- Assignment -
Return every line below in which "Docker" appears.

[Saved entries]
========

//! Pipeline orchestration: normalize, classify, extract, reconstruct, advise.
//!
//! Progress is stage-indexed: each checkpoint fires when its stage starts,
//! regardless of elapsed time or document size.

use std::sync::Arc;

use tracing::{error, info};
use uuid::Uuid;

use crate::analysis::entities::{group_entities, untokenize, MismatchPolicy};
use crate::analysis::flavour::Flavour;
use crate::analysis::models::{AnalysisResult, FailureCode};
use crate::analysis::normalize::{self, ConvertError};
use crate::analysis::registry::JobRegistry;
use crate::analysis::tips;
use crate::nlp::{EngineHandle, NlpError};

pub const SKILLS_QUESTION: &str = "What skills does the candidate have?";
pub const EDUCATION_QUESTION: &str = "What education credentials are listed?";

const SKILL_DELIMITERS: &[char] = &[',', ';', '•', '\n'];

/// Fixed checkpoint percentages, one per stage.
mod checkpoint {
    pub const CONVERT: u8 = 10;
    pub const TEXT: u8 = 25;
    pub const ENGINES: u8 = 40;
    pub const EXTRACT: u8 = 55;
    pub const ENTITIES: u8 = 70;
    pub const HEURISTICS: u8 = 90;
    pub const DONE: u8 = 100;
}

#[derive(Debug, thiserror::Error)]
pub enum PipelineError {
    #[error(transparent)]
    Conversion(#[from] ConvertError),

    #[error(transparent)]
    Extraction(#[from] NlpError),
}

impl PipelineError {
    fn code(&self) -> FailureCode {
        match self {
            PipelineError::Conversion(_) => FailureCode::ConversionFailed,
            PipelineError::Extraction(_) => FailureCode::ExtractionFailed,
        }
    }
}

/// Runs one document through the full pipeline. The terminal frame is either
/// `progress == 100` with a result or the last checkpoint with a failure code.
pub async fn run(
    registry: Arc<JobRegistry>,
    engines: Arc<EngineHandle>,
    id: Uuid,
    bytes: Vec<u8>,
    declared_type: Option<String>,
) {
    match analyse(&registry, &engines, id, &bytes, declared_type.as_deref()).await {
        Ok(result) => {
            info!(
                job = %id,
                skills = result.skills.len(),
                tips = result.layout_tips.len(),
                "analysis complete"
            );
            registry.update(id, checkpoint::DONE, Some(result));
        }
        Err(e) => {
            error!(job = %id, "analysis failed: {e}");
            registry.fail(id, e.code());
        }
    }
}

async fn analyse(
    registry: &JobRegistry,
    engines: &EngineHandle,
    id: Uuid,
    bytes: &[u8],
    declared_type: Option<&str>,
) -> Result<AnalysisResult, PipelineError> {
    registry.update(id, checkpoint::CONVERT, None);
    let doc = normalize::convert(bytes, declared_type)?;

    registry.update(id, checkpoint::TEXT, None);
    let flavour = Flavour::detect(&doc.plain);

    registry.update(id, checkpoint::ENGINES, None);
    let engines = engines.get().await;

    // all-must-succeed: one failed call fails the job, no partial result
    registry.update(id, checkpoint::EXTRACT, None);
    let (skills_answer, education, tagged) = tokio::try_join!(
        engines.qa.answer(SKILLS_QUESTION, &doc.plain),
        engines.qa.answer(EDUCATION_QUESTION, &doc.plain),
        engines.ner.tag(&doc.plain),
    )?;

    registry.update(id, checkpoint::ENTITIES, None);
    let entities = group_entities(&untokenize(tagged), MismatchPolicy::default());

    registry.update(id, checkpoint::HEURISTICS, None);
    let layout_tips = tips::build_layout_tips(&doc, flavour, engines.summarizer.as_ref()).await;

    Ok(AnalysisResult {
        skills: split_skills(&skills_answer),
        education,
        entities,
        layout_tips,
    })
}

/// Splits the skills answer on the delimiter set, trimming each piece and
/// dropping empties. Duplicates are preserved as answered.
fn split_skills(answer: &str) -> Vec<String> {
    answer
        .split(SKILL_DELIMITERS)
        .map(str::trim)
        .filter(|s| !s.is_empty())
        .map(str::to_string)
        .collect()
}

#[cfg(test)]
mod tests {
    use super::*;
    use crate::analysis::entities::{BioTag, EntityKind, Token};
    use crate::nlp::{Engines, NlpError, QuestionAnswering, Summarization, TokenClassification};
    use async_trait::async_trait;
    use std::io::{Cursor, Write};
    use std::time::Duration;
    use zip::write::{FileOptions, ZipWriter};

    struct MockQa;

    #[async_trait]
    impl QuestionAnswering for MockQa {
        async fn answer(&self, question: &str, _context: &str) -> Result<String, NlpError> {
            if question == SKILLS_QUESTION {
                Ok("Rust, Docker; Rust\n SQL".to_string())
            } else {
                Ok("BSc Computer Science".to_string())
            }
        }
    }

    struct MockNer;

    #[async_trait]
    impl TokenClassification for MockNer {
        async fn tag(&self, _text: &str) -> Result<Vec<Token>, NlpError> {
            Ok(vec![
                Token::new("John", BioTag::Begin(EntityKind::Person)),
                Token::new("##son", BioTag::Inside(EntityKind::Person)),
                Token::new("Acme", BioTag::Begin(EntityKind::Organization)),
            ])
        }
    }

    struct MockSummarizer;

    #[async_trait]
    impl Summarization for MockSummarizer {
        async fn summarize(&self, _text: &str) -> Result<String, NlpError> {
            Ok("Tighten margins".to_string())
        }
    }

    struct FailingNer;

    #[async_trait]
    impl TokenClassification for FailingNer {
        async fn tag(&self, _text: &str) -> Result<Vec<Token>, NlpError> {
            Err(NlpError::EmptyOutput)
        }
    }

    fn mock_engines(ner: Arc<dyn TokenClassification>) -> Engines {
        Engines {
            qa: Arc::new(MockQa),
            ner,
            summarizer: Arc::new(MockSummarizer),
        }
    }

    fn docx_bytes(paragraphs: &[&str]) -> Vec<u8> {
        let body: String = paragraphs
            .iter()
            .map(|p| format!("<w:p><w:r><w:t>{p}</w:t></w:r></w:p>"))
            .collect();
        let document = format!(
            r#"<?xml version="1.0" encoding="UTF-8" standalone="yes"?>
<w:document xmlns:w="http://schemas.openxmlformats.org/wordprocessingml/2006/main">
<w:body>{body}</w:body>
</w:document>"#
        );
        let mut writer = ZipWriter::new(Cursor::new(Vec::new()));
        let options: FileOptions<()> = FileOptions::default();
        writer.start_file("word/document.xml", options).unwrap();
        writer.write_all(document.as_bytes()).unwrap();
        writer.finish().unwrap().into_inner()
    }

    fn registry() -> Arc<JobRegistry> {
        Arc::new(JobRegistry::new(32, Duration::from_secs(900)))
    }

    #[tokio::test]
    async fn test_successful_run_emits_monotonic_checkpoints_and_result() {
        let registry = registry();
        let engines = Arc::new(EngineHandle::preloaded(mock_engines(Arc::new(MockNer))));
        let id = Uuid::new_v4();
        registry.create_or_get(id);
        let mut sub = registry.subscribe(id).unwrap();

        run(
            registry.clone(),
            engines,
            id,
            docx_bytes(&["Seasoned engineer", "Shipped things"]),
            None,
        )
        .await;

        let mut seen = Vec::new();
        while let Ok(frame) = sub.receiver.try_recv() {
            seen.push(frame);
        }
        let progresses: Vec<u8> = seen.iter().map(|f| f.progress).collect();
        assert_eq!(progresses, vec![0, 10, 25, 40, 55, 70, 90, 100]);

        let terminal: Vec<_> = seen.iter().filter(|f| f.progress == 100).collect();
        assert_eq!(terminal.len(), 1);
        let result = terminal[0].result.as_ref().unwrap();
        assert_eq!(result.skills, vec!["Rust", "Docker", "Rust", "SQL"]);
        assert_eq!(result.education, "BSc Computer Science");
        assert_eq!(result.entities.person, vec!["Johnson"]);
        assert_eq!(result.entities.organization, vec!["Acme"]);
        assert!(seen.iter().all(|f| f.progress == 100 || f.result.is_none()));
    }

    #[tokio::test]
    async fn test_conversion_failure_emits_failed_terminal_frame() {
        let registry = registry();
        let engines = Arc::new(EngineHandle::preloaded(mock_engines(Arc::new(MockNer))));
        let id = Uuid::new_v4();
        registry.create_or_get(id);
        let mut sub = registry.subscribe(id).unwrap();

        run(
            registry.clone(),
            engines,
            id,
            b"not a document at all".to_vec(),
            Some("application/msword".to_string()),
        )
        .await;

        let mut last = None;
        while let Ok(frame) = sub.receiver.try_recv() {
            last = Some(frame);
        }
        let last = last.unwrap();
        assert_eq!(last.progress, 10);
        assert_eq!(last.result, None);
        assert_eq!(last.error, Some(FailureCode::ConversionFailed));
    }

    #[tokio::test]
    async fn test_extraction_failure_fails_the_whole_job() {
        let registry = registry();
        let engines = Arc::new(EngineHandle::preloaded(mock_engines(Arc::new(FailingNer))));
        let id = Uuid::new_v4();
        registry.create_or_get(id);
        let mut sub = registry.subscribe(id).unwrap();

        run(
            registry.clone(),
            engines,
            id,
            docx_bytes(&["Plain paragraph"]),
            None,
        )
        .await;

        let mut last = None;
        while let Ok(frame) = sub.receiver.try_recv() {
            last = Some(frame);
        }
        let last = last.unwrap();
        assert_eq!(last.progress, 55);
        assert_eq!(last.result, None);
        assert_eq!(last.error, Some(FailureCode::ExtractionFailed));
    }

    #[test]
    fn test_split_skills_trims_and_preserves_duplicates() {
        assert_eq!(
            split_skills("Rust, Docker; Rust\n SQL • Go"),
            vec!["Rust", "Docker", "Rust", "SQL", "Go"]
        );
    }

    #[test]
    fn test_split_skills_drops_empty_pieces() {
        assert_eq!(split_skills(",;\n,  ,"), Vec::<String>::new());
    }
}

========

- Task solution -
                Ok("Rust, Docker; Rust\n SQL".to_string())
        assert_eq!(result.skills, vec!["Rust", "Docker", "Rust", "SQL"]);
            split_skills("Rust, Docker; Rust\n SQL • Go"),
            vec!["Rust", "Docker", "Rust", "SQL", "Go"]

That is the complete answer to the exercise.